Contraddizioni e rischi della “carta” tunisina
Nella messa a punto della propria strategia antimmigrazione il Governo Meloni punta sulla “carta” tunisina. Di conseguenza ha dichiarato che si sta adoperando affinché, per sostenere la richiesta di prestito di fronte alle istituzioni bancarie internazionali preoccupate per la svolta autoritaria in atto nel paese e per la conseguente instabilità politica: contro il prestito si è schierato infatti il Dipartimento di Stato USA.
In quanto poi al cosiddetto piano Mattei, la Meloni che lo ha proposto, pensa a un “modello di cooperazione non predatorio, in cui entrambi i partner devono poter crescere e migliorare”, ma poco si comprende come su come questa formula possa applicarsi della Tunisia.
Interventi a favore dell’agricoltura tunisina, il settore di maggiore sofferenza per l’economia del paese, si scontrano con la difficoltà che le sue produzioni sono concorrenziali con quelli del meridione italiano ai quali contendono il mercato europeo per i minori prezzi a causa del costo infimo della manodopera in Tunisia e altrettanto avviene per eventuali sovvenzioni e aiuti al turismo tunisino diretto concorrente di quello del meridione d’Italia . Dove finirebbe allora il nazionalismo e il sovranismo peloso della maggioranza di governo?
Poiché in ambedue i settori i paesi sono concorrenti la sola scelta che l’Italia potrebbe fare è aprire all’immigrazione selettiva, partendo dalla emigrazione qualificata di manodopera, visto il buon grado di formazione culturale e professionale di parte della popolazione o ancora mediante l’apertura di luoghi e opportunità di formazione professionale, alla quale poi far seguire i visti di emigrazione: ma queste scelte non sembrano essere nelle corde di un governo emigrazionofobico come quello attuale.
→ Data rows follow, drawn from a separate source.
//! Key event subscription
//!
//! A `KeyEventSource` hands normalized keys to subscribed handlers until the
//! returned `Disposer` is invoked. `KeyDispatcher` is the in-process source
//! the host loop feeds.

use std::cell::{Cell, RefCell};
use std::fmt;
use std::rc::{Rc, Weak};

use tracing::trace;

use super::key::KeyId;

/// Callback receiving each key press in arrival order
pub type KeyHandler = Box<dyn FnMut(&KeyId)>;

/// A stream of normalized key presses that handlers can subscribe to
pub trait KeyEventSource {
    /// Deliver every subsequent key to `on_key` until the disposer runs
    fn subscribe(&self, on_key: KeyHandler) -> Disposer;
}

/// Releases a subscription
///
/// Disposing is idempotent, and dropping an undisposed `Disposer` disposes it.
#[must_use = "dropping a Disposer releases the subscription immediately"]
pub struct Disposer {
    release: Option<Box<dyn FnOnce()>>,
}

impl Disposer {
    /// Create a disposer that runs `release` exactly once
    pub fn new(release: impl FnOnce() + 'static) -> Self {
        Self {
            release: Some(Box::new(release)),
        }
    }

    /// Release the subscription; later calls do nothing
    pub fn dispose(&mut self) {
        if let Some(release) = self.release.take() {
            release();
        }
    }

    /// Whether `dispose` has already run
    pub fn is_disposed(&self) -> bool {
        self.release.is_none()
    }
}

impl Drop for Disposer {
    fn drop(&mut self) {
        self.dispose();
    }
}

impl fmt::Debug for Disposer {
    fn fmt(&self, f: &mut fmt::Formatter<'_>) -> fmt::Result {
        f.debug_struct("Disposer")
            .field("disposed", &self.is_disposed())
            .finish()
    }
}

struct Subscriber {
    id: u64,
    live: Rc<Cell<bool>>,
    handler: Rc<RefCell<KeyHandler>>,
}

#[derive(Default)]
struct Registry {
    next_id: u64,
    subscribers: Vec<Subscriber>,
}

/// Fans dispatched keys out to live subscribers in subscription order
#[derive(Clone, Default)]
pub struct KeyDispatcher {
    registry: Rc<RefCell<Registry>>,
}

impl KeyDispatcher {
    pub fn new() -> Self {
        Self::default()
    }

    /// Deliver one key to every live subscriber
    ///
    /// Subscribers are snapshotted first so handlers may subscribe or dispose
    /// while the key is in flight. Liveness is rechecked right before each
    /// call, so a subscription disposed mid-dispatch sees nothing further.
    pub fn dispatch(&self, key: &KeyId) {
        let targets: Vec<(Rc<Cell<bool>>, Rc<RefCell<KeyHandler>>)> = self
            .registry
            .borrow()
            .subscribers
            .iter()
            .map(|s| (Rc::clone(&s.live), Rc::clone(&s.handler)))
            .collect();

        trace!(%key, subscribers = targets.len(), "dispatching key");

        for (live, handler) in targets {
            if !live.get() {
                continue;
            }
            // A handler re-entering dispatch for itself is skipped
            if let Ok(mut handler) = handler.try_borrow_mut() {
                (*handler)(key);
            }
        }
    }

    /// Number of live subscriptions
    pub fn subscriber_count(&self) -> usize {
        self.registry.borrow().subscribers.len()
    }
}

impl KeyEventSource for KeyDispatcher {
    fn subscribe(&self, on_key: KeyHandler) -> Disposer {
        let live = Rc::new(Cell::new(true));
        let id = {
            let mut registry = self.registry.borrow_mut();
            let id = registry.next_id;
            registry.next_id += 1;
            registry.subscribers.push(Subscriber {
                id,
                live: Rc::clone(&live),
                handler: Rc::new(RefCell::new(on_key)),
            });
            id
        };

        trace!(id, "key subscriber added");

        let registry: Weak<RefCell<Registry>> = Rc::downgrade(&self.registry);
        Disposer::new(move || {
            live.set(false);
            if let Some(registry) = registry.upgrade() {
                registry.borrow_mut().subscribers.retain(|s| s.id != id);
                trace!(id, "key subscriber removed");
            }
        })
    }
}

#[cfg(test)]
mod tests {
    use super::*;

    fn recorder() -> (Rc<RefCell<Vec<KeyId>>>, KeyHandler) {
        let seen = Rc::new(RefCell::new(Vec::new()));
        let sink = Rc::clone(&seen);
        let handler: KeyHandler = Box::new(move |key: &KeyId| sink.borrow_mut().push(key.clone()));
        (seen, handler)
    }

    #[test]
    fn test_delivers_in_order_exactly_once() {
        let dispatcher = KeyDispatcher::new();
        let (seen, handler) = recorder();
        let _sub = dispatcher.subscribe(handler);

        dispatcher.dispatch(&KeyId::ARROW_UP);
        dispatcher.dispatch(&KeyId::char('b'));
        dispatcher.dispatch(&KeyId::ARROW_DOWN);

        assert_eq!(
            *seen.borrow(),
            vec![KeyId::ARROW_UP, KeyId::char('b'), KeyId::ARROW_DOWN]
        );
    }

    #[test]
    fn test_no_delivery_outside_subscription() {
        let dispatcher = KeyDispatcher::new();
        dispatcher.dispatch(&KeyId::char('x'));

        let (seen, handler) = recorder();
        let mut sub = dispatcher.subscribe(handler);
        dispatcher.dispatch(&KeyId::char('y'));
        sub.dispose();
        dispatcher.dispatch(&KeyId::char('z'));

        assert_eq!(*seen.borrow(), vec![KeyId::char('y')]);
        assert_eq!(dispatcher.subscriber_count(), 0);
    }

    #[test]
    fn test_dispose_is_idempotent() {
        let dispatcher = KeyDispatcher::new();
        let (_seen, handler) = recorder();
        let (_other_seen, other) = recorder();
        let mut sub = dispatcher.subscribe(handler);
        let _other = dispatcher.subscribe(other);

        sub.dispose();
        sub.dispose();
        assert!(sub.is_disposed());
        assert_eq!(dispatcher.subscriber_count(), 1);
    }

    #[test]
    fn test_drop_disposes() {
        let dispatcher = KeyDispatcher::new();
        let (seen, handler) = recorder();
        {
            let _sub = dispatcher.subscribe(handler);
            assert_eq!(dispatcher.subscriber_count(), 1);
        }
        dispatcher.dispatch(&KeyId::char('a'));
        assert!(seen.borrow().is_empty());
        assert_eq!(dispatcher.subscriber_count(), 0);
    }

    #[test]
    fn test_dispose_during_dispatch_stops_later_subscriber() {
        let dispatcher = KeyDispatcher::new();
        let (seen, handler) = recorder();
        let victim: Rc<RefCell<Option<Disposer>>> = Rc::new(RefCell::new(None));

        let slot = Rc::clone(&victim);
        let _killer = dispatcher.subscribe(Box::new(move |_key: &KeyId| {
            if let Some(mut disposer) = slot.borrow_mut().take() {
                disposer.dispose();
            }
        }));
        *victim.borrow_mut() = Some(dispatcher.subscribe(handler));

        dispatcher.dispatch(&KeyId::char('a'));
        dispatcher.dispatch(&KeyId::char('b'));

        assert!(seen.borrow().is_empty());
        assert_eq!(dispatcher.subscriber_count(), 1);
    }

    #[test]
    fn test_subscribe_during_dispatch_starts_with_next_key() {
        let dispatcher = KeyDispatcher::new();
        let (seen, handler) = recorder();
        let pending = Rc::new(RefCell::new(Some(handler)));
        let keep: Rc<RefCell<Vec<Disposer>>> = Rc::new(RefCell::new(Vec::new()));

        let inner = dispatcher.clone();
        let pending_slot = Rc::clone(&pending);
        let keep_slot = Rc::clone(&keep);
        let _outer = dispatcher.subscribe(Box::new(move |_key: &KeyId| {
            if let Some(handler) = pending_slot.borrow_mut().take() {
                keep_slot.borrow_mut().push(inner.subscribe(handler));
            }
        }));

        dispatcher.dispatch(&KeyId::char('a'));
        dispatcher.dispatch(&KeyId::char('b'));

        assert_eq!(*seen.borrow(), vec![KeyId::char('b')]);
    }

    #[test]
    fn test_disposer_outlives_dispatcher() {
        let dispatcher = KeyDispatcher::new();
        let (_seen, handler) = recorder();
        let mut sub = dispatcher.subscribe(handler);
        drop(dispatcher);
        sub.dispose();
        assert!(sub.is_disposed());
    }
}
Altra più probabile scelta è quella di finanziare, con il concorso dell’Unione Europea – come è avvenuto per la Turchia – il paese. affinché contrasti l’emigrazione sorvegliando e militarizzando le coste, vigilando sulle frontiere con l’Africa australe in modo da bloccare gli arrivi sulla costa, spostando lo sbarramento nel deserto. Inutile dire che questa scelta sosterrebbe la militarizzazione del paese e contribuirebbe a comprimere ancora di più le libertà civili interne. Tutto questo mentre interessi ben più forti scendono in campo: la Cina, anche per il tramite dell’Algeria si sta adoperando a penetrare economicamente nel paese par legarne il mercato e la produzione ai suoi traffici.
[1] Il 6 giugno 2008 centinaia di disoccupati scendono in piazza a Redeyef, nella zona di Gafsa, alle porte del Sahara, per chiedere lavoro soprattutto nelle miniere di fosfati di cui la regione è ricca. Per disperdere i manifestanti la polizia apre il fuoco, uccidendo un giovane di 25 anni e ferendone altri 18. La rivolta è fallita per mancanza di appoggio nelle grandi città della costa. [2] La rivoluzione del 2010-2011 si riallaccia a una tradizione tunisina dove le rivolte contro il potere centrale avevano spesso origine rurale. Basti ricordare la rivolta di Abou Yazid “Sahib El Himar” (l’uomo con l’asino) nel X secolo (originario di Tozeur nel Djérid), o a quella di Ali Ben Ghedhahem nel 1864 ( da Kasserine); rivolte contadine contro lo stato centrale e contro la sua pressione fiscale ritenuta insopportabile. Dalla metà degli anni ’90 di questo secolo le scelte in materia di politica agricola hanno privilegiato i consumatori e il mercato a danno dei produttori agricoli, accrescendo la precarietà delle popolazioni rurali, che era all’origine della rivoluzione.